Oregon Public Empowerment News (

Sunday, March 5, 2017

Find out How Oregonians' Votes for President Can Count Again

The Oregon Legislature is all ready to join the National Popular Vote (NPV) compact, an agreement between the states that will retain the Electoral College but fix the dangerous design defect that produced a so-called president who lost by millions of votes.

All ready except for one Senator: Salem's Peter Courtney, Senate President. He's fine with having Oregonian's wishes ignored and having a system that lets reactionary billionaires start out with a head-start towards installing their preferred candidate for the presidency every four years.

The Electoral College was always 100% about slavery and giving certain people -- white, rural people -- more power than anyone else in deciding who should be president.

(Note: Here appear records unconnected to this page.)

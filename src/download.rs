//! Delivery of exported files.
//!
//! Rasters go through [`DownloadSink::download`]; finished PDF documents go
//! through [`DownloadSink::save_document`]. [`FileDownloader`] writes into an
//! output directory, [`MemorySink`] keeps everything in memory for tests.

use std::fs;
use std::io::Write;
use std::path::{Path, PathBuf};
use std::sync::Mutex;

use serde::Serialize;
use tempfile::NamedTempFile;
use tracing::{debug, instrument, warn};

use crate::error::{FpError, Result};
use crate::export::ExportFormat;
use crate::image_ops::to_data_url;

/// An encoded export ready for delivery.
#[derive(Debug, Clone, PartialEq, Eq, Serialize)]
pub struct ExportedArtifact {
    pub filename: String,
    pub format: ExportFormat,
    #[serde(skip)]
    pub bytes: Vec<u8>,
}

impl ExportedArtifact {
    #[must_use]
    pub fn to_data_url(&self) -> String {
        to_data_url(self.format.mime_type(), &self.bytes)
    }
}

/// Destination for exported files.
pub trait DownloadSink: Send + Sync {
    /// Deliver an encoded raster.
    fn download(&self, artifact: &ExportedArtifact) -> Result<()>;

    /// Deliver a finished document.
    fn save_document(&self, filename: &str, bytes: &[u8]) -> Result<()>;
}

/// Writes files into a directory.
///
/// Each write first tries an atomic temp-file persist in the target
/// directory, then falls back to writing the file directly.
#[derive(Debug, Clone)]
pub struct FileDownloader {
    dir: PathBuf,
}

impl FileDownloader {
    #[must_use]
    pub fn new(dir: impl Into<PathBuf>) -> Self {
        Self { dir: dir.into() }
    }

    #[must_use]
    pub fn dir(&self) -> &Path {
        &self.dir
    }

    /// Where `filename` ends up.
    #[must_use]
    pub fn path_for(&self, filename: &str) -> PathBuf {
        self.dir.join(filename)
    }

    #[instrument(skip(self, bytes), fields(dir = %self.dir.display(), len = bytes.len()))]
    fn write(&self, filename: &str, bytes: &[u8]) -> Result<()> {
        if filename.is_empty() || filename.contains(['/', '\\']) || filename == ".." {
            return Err(FpError::DownloadFailed {
                filename: filename.to_string(),
                reason: "filename must be a plain file name".to_string(),
            });
        }
        let target = self.path_for(filename);

        let primary = fs::create_dir_all(&self.dir)
            .map_err(|e| e.to_string())
            .and_then(|()| persist_atomic(&self.dir, &target, bytes));
        let primary_err = match primary {
            Ok(()) => {
                debug!(path = %target.display(), "Saved via temp-file persist");
                return Ok(());
            }
            Err(e) => e,
        };
        warn!(error = %primary_err, "Atomic save failed, falling back to direct write");

        match fs::write(&target, bytes) {
            Ok(()) => {
                debug!(path = %target.display(), "Saved via direct write");
                Ok(())
            }
            Err(e) => Err(FpError::DownloadFailed {
                filename: filename.to_string(),
                reason: format!("{primary_err}; fallback: {e}"),
            }),
        }
    }
}

fn persist_atomic(dir: &Path, target: &Path, bytes: &[u8]) -> std::result::Result<(), String> {
    let mut tmp = NamedTempFile::new_in(dir).map_err(|e| e.to_string())?;
    tmp.write_all(bytes).map_err(|e| e.to_string())?;
    tmp.flush().map_err(|e| e.to_string())?;
    tmp.persist(target).map_err(|e| e.error.to_string())?;
    Ok(())
}

impl DownloadSink for FileDownloader {
    fn download(&self, artifact: &ExportedArtifact) -> Result<()> {
        self.write(&artifact.filename, &artifact.bytes)
    }

    fn save_document(&self, filename: &str, bytes: &[u8]) -> Result<()> {
        self.write(filename, bytes)
    }
}

/// How a file reached a [`MemorySink`].
#[derive(Debug, Clone, Copy, PartialEq, Eq)]
pub enum DeliveryPath {
    Download,
    Document,
}

/// One file captured by a [`MemorySink`].
#[derive(Debug, Clone, PartialEq, Eq)]
pub struct Delivered {
    pub filename: String,
    pub bytes: Vec<u8>,
    pub path: DeliveryPath,
}

/// In-memory sink for testing.
#[derive(Debug, Default)]
pub struct MemorySink {
    delivered: Mutex<Vec<Delivered>>,
    fail_next: Mutex<bool>,
}

impl MemorySink {
    #[must_use]
    pub fn new() -> Self {
        Self::default()
    }

    /// Fail the next delivery with `DownloadFailed`.
    pub fn fail_next(&self) {
        *self.fail_next.lock().unwrap() = true;
    }

    #[must_use]
    pub fn delivered(&self) -> Vec<Delivered> {
        self.delivered.lock().unwrap().clone()
    }

    fn push(&self, filename: &str, bytes: &[u8], path: DeliveryPath) -> Result<()> {
        if std::mem::take(&mut *self.fail_next.lock().unwrap()) {
            return Err(FpError::DownloadFailed {
                filename: filename.to_string(),
                reason: "injected failure".to_string(),
            });
        }
        self.delivered.lock().unwrap().push(Delivered {
            filename: filename.to_string(),
            bytes: bytes.to_vec(),
            path,
        });
        Ok(())
    }
}

impl DownloadSink for MemorySink {
    fn download(&self, artifact: &ExportedArtifact) -> Result<()> {
        self.push(&artifact.filename, &artifact.bytes, DeliveryPath::Download)
    }

    fn save_document(&self, filename: &str, bytes: &[u8]) -> Result<()> {
        self.push(filename, bytes, DeliveryPath::Document)
    }
}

The entire reason the Electoral College was created was to protect the slave states from an abolitionist president, while allowing them to disenfranchise most of their residents; further, they got to count enslaved people as 3/5ths of a person in the census, which determines the seats for the state in the House of Representatives in Congress.

You can no more separate the Electoral College from its roots in preserving the disproportionate power of white rural votes than you can separate the purr from a cat.

The whole point of using this bizarre anachronism is, as it was before the Civil War, to disadvantage the people more urban regions (the norther, free states) while unfairly advantaging voters in rural states (the South). It's the most un-American idea in the Constitution, in that it is entirely about making "one person, one vote" into pure fiction, as the Electoral Collect means that the weight of your vote for president -- the only national elected office -- depends entirely on whether you are in a more or less populous state. If you are a rural voter in an empty state, your vote counts many times more than it would if you were in a high population state.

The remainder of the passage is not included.